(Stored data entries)
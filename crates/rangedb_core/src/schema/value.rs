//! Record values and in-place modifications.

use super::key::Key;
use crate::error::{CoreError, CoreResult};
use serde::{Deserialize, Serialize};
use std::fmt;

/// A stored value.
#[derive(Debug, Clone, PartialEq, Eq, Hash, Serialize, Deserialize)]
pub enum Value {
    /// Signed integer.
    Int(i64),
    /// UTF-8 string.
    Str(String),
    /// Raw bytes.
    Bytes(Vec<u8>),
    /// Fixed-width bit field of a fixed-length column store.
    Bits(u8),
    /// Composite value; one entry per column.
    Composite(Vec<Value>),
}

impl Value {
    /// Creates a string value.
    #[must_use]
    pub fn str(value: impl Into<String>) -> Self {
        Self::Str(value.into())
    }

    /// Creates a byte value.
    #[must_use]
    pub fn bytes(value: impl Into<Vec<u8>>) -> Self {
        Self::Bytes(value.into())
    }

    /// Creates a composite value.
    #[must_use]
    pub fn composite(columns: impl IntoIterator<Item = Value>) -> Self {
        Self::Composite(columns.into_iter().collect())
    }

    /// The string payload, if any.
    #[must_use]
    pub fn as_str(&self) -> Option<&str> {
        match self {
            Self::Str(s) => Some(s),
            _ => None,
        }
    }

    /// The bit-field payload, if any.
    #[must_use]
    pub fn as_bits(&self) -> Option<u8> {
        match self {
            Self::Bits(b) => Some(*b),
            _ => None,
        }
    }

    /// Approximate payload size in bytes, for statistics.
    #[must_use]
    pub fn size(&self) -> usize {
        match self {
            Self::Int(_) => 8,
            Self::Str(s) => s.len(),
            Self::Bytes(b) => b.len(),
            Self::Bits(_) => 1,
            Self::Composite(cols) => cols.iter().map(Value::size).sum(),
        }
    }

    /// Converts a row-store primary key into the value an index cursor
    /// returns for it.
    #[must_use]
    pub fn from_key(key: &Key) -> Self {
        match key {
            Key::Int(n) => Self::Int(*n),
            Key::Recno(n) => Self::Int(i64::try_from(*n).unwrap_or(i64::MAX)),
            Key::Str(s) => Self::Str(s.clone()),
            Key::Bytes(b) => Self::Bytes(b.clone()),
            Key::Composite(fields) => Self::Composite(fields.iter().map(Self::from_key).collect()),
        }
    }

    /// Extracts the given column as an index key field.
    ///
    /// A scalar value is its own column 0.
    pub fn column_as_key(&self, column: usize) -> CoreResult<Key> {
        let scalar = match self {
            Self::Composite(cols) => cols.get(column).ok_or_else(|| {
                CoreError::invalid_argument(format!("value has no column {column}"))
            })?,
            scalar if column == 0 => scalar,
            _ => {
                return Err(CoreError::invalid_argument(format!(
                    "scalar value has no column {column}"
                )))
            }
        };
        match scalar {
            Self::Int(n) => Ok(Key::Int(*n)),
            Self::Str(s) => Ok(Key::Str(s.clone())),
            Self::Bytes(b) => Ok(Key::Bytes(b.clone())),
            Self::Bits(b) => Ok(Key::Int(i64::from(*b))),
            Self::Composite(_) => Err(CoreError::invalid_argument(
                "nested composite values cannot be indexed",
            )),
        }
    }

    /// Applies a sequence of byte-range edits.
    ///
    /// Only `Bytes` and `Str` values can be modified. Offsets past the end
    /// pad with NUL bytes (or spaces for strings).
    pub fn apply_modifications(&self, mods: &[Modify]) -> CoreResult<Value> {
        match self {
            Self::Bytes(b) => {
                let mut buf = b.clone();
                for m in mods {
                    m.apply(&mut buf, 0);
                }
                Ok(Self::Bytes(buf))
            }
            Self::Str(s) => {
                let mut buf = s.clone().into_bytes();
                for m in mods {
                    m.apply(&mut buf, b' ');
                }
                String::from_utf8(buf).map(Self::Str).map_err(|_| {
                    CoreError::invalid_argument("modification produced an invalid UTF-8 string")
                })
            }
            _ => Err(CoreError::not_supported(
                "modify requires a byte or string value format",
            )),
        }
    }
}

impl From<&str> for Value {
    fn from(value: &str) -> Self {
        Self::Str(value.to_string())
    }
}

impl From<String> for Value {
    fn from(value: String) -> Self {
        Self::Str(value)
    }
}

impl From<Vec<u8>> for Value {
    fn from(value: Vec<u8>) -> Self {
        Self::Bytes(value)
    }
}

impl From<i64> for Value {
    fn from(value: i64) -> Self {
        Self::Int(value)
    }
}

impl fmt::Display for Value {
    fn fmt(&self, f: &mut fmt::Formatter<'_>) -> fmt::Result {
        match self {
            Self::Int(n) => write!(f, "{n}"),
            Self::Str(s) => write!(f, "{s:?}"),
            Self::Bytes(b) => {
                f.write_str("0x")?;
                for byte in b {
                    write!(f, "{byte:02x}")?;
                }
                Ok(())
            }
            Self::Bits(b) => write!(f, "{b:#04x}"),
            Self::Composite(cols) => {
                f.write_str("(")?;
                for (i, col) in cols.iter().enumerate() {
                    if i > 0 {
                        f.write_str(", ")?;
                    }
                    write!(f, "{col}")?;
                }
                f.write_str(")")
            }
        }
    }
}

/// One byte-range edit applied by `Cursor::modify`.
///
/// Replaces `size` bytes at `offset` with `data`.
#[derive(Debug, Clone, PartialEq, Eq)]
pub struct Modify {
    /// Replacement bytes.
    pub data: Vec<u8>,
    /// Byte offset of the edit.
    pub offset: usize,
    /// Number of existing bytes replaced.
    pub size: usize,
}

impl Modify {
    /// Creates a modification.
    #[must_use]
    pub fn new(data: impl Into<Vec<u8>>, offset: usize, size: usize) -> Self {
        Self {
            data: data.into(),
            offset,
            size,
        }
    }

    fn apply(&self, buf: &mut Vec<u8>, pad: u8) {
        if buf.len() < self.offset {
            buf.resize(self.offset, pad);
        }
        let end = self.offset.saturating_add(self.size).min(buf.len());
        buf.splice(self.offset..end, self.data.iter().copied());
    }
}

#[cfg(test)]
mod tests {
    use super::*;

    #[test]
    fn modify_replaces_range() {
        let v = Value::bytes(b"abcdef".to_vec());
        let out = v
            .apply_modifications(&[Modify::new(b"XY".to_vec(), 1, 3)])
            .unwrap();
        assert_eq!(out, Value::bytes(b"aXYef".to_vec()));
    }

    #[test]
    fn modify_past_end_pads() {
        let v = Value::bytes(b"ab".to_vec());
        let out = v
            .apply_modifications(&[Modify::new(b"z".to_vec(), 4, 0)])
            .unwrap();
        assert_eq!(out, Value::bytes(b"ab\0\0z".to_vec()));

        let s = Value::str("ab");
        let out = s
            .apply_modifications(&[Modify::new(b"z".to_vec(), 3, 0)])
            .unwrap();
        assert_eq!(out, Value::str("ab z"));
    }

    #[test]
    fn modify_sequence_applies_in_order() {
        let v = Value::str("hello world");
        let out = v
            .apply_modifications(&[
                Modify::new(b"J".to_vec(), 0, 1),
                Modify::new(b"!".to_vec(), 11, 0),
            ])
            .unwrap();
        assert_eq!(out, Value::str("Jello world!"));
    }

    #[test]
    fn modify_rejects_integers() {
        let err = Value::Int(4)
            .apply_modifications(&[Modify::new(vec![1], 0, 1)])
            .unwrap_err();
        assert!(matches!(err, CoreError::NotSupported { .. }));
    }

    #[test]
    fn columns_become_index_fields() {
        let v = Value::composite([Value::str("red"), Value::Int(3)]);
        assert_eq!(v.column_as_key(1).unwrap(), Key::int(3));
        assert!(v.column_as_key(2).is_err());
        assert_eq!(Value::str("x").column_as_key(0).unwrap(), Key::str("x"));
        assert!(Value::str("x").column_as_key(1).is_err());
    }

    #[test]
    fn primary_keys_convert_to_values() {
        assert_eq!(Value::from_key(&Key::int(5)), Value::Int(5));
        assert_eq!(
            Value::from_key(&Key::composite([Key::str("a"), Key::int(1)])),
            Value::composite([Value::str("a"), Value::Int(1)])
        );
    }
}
==
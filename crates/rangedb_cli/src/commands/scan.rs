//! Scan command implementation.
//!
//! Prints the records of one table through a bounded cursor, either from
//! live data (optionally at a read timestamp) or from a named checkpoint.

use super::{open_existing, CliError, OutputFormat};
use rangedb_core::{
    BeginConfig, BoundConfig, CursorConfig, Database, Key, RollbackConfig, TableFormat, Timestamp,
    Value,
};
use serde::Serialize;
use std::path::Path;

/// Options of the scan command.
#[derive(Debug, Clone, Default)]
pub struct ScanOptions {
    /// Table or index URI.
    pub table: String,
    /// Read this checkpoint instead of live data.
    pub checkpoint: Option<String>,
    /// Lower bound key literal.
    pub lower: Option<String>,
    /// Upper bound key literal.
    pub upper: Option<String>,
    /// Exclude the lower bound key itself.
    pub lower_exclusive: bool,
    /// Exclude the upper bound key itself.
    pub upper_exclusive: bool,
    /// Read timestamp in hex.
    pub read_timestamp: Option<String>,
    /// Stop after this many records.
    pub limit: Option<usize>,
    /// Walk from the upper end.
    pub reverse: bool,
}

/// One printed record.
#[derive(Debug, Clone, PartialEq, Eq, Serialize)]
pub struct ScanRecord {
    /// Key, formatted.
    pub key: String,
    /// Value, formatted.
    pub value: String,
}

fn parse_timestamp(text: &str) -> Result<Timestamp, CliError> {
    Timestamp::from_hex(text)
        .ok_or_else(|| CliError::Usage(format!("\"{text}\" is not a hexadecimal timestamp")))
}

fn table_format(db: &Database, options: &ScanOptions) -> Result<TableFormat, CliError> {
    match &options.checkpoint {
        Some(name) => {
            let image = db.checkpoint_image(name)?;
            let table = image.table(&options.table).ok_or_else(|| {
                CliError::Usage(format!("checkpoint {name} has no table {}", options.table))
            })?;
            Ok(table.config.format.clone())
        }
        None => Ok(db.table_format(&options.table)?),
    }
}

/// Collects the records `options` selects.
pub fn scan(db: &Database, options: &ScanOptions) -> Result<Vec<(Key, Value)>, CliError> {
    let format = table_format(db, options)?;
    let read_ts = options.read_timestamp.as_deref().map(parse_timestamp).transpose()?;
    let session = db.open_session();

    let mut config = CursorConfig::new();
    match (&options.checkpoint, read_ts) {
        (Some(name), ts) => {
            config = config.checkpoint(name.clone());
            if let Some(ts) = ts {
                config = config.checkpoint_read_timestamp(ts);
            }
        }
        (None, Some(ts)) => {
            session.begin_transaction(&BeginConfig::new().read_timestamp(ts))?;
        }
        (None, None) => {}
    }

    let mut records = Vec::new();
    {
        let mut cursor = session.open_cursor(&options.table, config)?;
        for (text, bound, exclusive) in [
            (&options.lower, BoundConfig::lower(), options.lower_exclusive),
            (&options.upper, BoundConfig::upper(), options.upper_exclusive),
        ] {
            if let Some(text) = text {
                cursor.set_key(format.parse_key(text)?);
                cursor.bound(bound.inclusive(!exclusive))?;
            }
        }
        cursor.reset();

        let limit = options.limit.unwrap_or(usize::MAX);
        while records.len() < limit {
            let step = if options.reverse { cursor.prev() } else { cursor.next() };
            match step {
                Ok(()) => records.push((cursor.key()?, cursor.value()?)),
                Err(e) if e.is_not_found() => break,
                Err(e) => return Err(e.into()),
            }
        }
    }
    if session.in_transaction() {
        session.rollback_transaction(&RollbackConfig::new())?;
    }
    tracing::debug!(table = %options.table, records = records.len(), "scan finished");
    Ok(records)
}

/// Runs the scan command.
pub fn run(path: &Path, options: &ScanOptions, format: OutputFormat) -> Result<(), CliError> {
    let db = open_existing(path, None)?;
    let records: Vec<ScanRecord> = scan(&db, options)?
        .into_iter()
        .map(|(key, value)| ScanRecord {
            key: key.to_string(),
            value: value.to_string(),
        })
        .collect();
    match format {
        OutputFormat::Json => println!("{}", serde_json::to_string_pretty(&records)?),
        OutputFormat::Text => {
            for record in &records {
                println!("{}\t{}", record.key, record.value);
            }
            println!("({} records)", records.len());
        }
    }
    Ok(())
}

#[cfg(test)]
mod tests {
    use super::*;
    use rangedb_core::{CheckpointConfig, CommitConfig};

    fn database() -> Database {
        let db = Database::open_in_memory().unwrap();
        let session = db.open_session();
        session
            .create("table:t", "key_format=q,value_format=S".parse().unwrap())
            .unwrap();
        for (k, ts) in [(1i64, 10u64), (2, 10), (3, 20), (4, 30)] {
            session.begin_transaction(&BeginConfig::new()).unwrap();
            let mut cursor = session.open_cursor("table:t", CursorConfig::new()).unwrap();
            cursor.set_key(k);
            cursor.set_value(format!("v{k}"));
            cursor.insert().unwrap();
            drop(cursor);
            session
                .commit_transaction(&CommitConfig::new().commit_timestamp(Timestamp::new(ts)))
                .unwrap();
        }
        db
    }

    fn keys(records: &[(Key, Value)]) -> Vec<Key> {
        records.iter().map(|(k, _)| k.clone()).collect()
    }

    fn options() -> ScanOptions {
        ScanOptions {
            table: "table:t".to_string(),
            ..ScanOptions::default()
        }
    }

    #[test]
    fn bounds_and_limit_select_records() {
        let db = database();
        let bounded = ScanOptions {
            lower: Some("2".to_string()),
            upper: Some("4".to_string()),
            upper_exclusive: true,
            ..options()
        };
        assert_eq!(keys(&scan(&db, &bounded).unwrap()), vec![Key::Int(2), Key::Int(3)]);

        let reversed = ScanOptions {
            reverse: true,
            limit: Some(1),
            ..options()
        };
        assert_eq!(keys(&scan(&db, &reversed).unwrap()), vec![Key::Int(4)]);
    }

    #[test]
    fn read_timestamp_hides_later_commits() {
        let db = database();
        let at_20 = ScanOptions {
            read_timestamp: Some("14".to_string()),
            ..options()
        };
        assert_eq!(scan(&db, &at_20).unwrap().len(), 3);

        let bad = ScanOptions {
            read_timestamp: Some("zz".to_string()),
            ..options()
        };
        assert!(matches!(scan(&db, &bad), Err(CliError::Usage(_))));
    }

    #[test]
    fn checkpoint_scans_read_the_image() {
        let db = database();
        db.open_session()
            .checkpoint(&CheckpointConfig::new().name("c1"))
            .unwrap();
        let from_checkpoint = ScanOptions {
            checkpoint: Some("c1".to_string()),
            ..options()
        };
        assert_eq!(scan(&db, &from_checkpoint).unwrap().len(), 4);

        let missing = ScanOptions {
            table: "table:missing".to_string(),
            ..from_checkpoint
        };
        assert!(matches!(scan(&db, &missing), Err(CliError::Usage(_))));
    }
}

**Assigned task:** The answer is the lines above between the line holding "let err = Value::Int(4)" and the line holding "assert!(v.column_as_key(2).is_err());", inclusive, each written out exactly, and no others.

**Answer for the task:**
        let err = Value::Int(4)
            .apply_modifications(&[Modify::new(vec![1], 0, 1)])
            .unwrap_err();
        assert!(matches!(err, CoreError::NotSupported { .. }));
    }

    #[test]
    fn columns_become_index_fields() {
        let v = Value::composite([Value::str("red"), Value::Int(3)]);
        assert_eq!(v.column_as_key(1).unwrap(), Key::int(3));
        assert!(v.column_as_key(2).is_err());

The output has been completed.